Dataset extract Block Start

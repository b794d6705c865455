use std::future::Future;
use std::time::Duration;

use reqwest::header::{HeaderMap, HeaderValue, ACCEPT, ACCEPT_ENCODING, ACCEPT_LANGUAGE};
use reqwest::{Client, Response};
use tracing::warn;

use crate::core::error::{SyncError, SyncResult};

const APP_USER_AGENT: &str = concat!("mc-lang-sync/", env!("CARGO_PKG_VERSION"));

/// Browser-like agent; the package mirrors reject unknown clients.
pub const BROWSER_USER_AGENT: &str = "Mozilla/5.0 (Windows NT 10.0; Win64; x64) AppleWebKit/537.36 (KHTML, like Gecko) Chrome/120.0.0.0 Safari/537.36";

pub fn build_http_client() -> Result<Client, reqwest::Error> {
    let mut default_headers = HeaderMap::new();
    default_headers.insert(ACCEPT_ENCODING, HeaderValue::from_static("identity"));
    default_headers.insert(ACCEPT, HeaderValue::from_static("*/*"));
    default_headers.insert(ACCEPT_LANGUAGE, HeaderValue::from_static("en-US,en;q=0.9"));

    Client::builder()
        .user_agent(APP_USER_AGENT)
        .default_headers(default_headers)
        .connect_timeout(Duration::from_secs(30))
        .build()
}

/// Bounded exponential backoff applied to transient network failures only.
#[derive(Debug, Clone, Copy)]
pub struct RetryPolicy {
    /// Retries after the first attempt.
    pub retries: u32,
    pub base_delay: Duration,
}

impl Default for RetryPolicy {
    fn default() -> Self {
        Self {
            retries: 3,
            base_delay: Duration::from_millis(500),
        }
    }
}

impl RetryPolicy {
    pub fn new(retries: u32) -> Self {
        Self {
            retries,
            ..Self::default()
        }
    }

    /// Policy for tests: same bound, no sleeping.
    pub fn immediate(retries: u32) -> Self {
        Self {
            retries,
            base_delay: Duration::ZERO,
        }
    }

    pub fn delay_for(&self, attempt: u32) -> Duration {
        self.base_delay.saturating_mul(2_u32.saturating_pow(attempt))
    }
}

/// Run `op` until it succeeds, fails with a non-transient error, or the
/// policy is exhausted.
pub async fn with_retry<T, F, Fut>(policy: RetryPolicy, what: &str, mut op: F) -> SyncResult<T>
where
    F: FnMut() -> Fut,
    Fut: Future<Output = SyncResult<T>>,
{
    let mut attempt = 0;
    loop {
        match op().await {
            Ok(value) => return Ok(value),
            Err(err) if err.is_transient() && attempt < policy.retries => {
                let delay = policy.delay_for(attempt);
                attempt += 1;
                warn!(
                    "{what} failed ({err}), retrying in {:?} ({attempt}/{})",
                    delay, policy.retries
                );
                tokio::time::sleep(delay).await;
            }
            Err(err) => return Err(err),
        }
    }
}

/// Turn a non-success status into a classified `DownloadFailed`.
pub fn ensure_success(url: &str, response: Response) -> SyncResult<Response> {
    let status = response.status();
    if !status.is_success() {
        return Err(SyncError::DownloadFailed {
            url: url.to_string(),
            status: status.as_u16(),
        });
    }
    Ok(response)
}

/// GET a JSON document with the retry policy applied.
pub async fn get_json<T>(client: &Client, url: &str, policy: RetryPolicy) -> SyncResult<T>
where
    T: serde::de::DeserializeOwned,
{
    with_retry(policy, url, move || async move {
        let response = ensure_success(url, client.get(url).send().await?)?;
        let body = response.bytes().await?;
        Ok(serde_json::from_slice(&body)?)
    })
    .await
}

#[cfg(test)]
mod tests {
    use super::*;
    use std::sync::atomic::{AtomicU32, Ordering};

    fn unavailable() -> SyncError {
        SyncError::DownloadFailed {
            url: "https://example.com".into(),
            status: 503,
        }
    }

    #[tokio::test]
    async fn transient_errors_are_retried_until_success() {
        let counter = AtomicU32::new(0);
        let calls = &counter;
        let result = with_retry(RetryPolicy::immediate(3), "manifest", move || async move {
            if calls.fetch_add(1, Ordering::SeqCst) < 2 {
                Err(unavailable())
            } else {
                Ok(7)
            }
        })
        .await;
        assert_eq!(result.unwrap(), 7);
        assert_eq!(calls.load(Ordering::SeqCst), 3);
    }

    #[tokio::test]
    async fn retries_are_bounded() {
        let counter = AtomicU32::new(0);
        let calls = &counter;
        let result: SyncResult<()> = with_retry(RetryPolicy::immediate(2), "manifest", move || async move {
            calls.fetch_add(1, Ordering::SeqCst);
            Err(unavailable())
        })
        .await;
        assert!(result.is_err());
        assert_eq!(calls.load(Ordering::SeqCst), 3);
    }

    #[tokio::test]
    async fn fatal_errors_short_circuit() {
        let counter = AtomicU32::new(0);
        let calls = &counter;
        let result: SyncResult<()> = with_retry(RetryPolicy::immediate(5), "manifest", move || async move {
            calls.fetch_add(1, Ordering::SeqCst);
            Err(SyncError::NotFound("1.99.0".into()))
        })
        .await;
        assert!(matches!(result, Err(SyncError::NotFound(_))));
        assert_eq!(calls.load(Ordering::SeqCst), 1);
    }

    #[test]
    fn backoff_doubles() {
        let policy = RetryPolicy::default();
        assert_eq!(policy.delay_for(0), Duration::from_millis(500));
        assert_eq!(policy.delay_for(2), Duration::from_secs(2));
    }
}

Dataset extract Block End

Your instructions - Only lines with the word "body" are needed. Copy them from the preceding records.

Written reply -
        let body = response.bytes().await?;
        Ok(serde_json::from_slice(&body)?)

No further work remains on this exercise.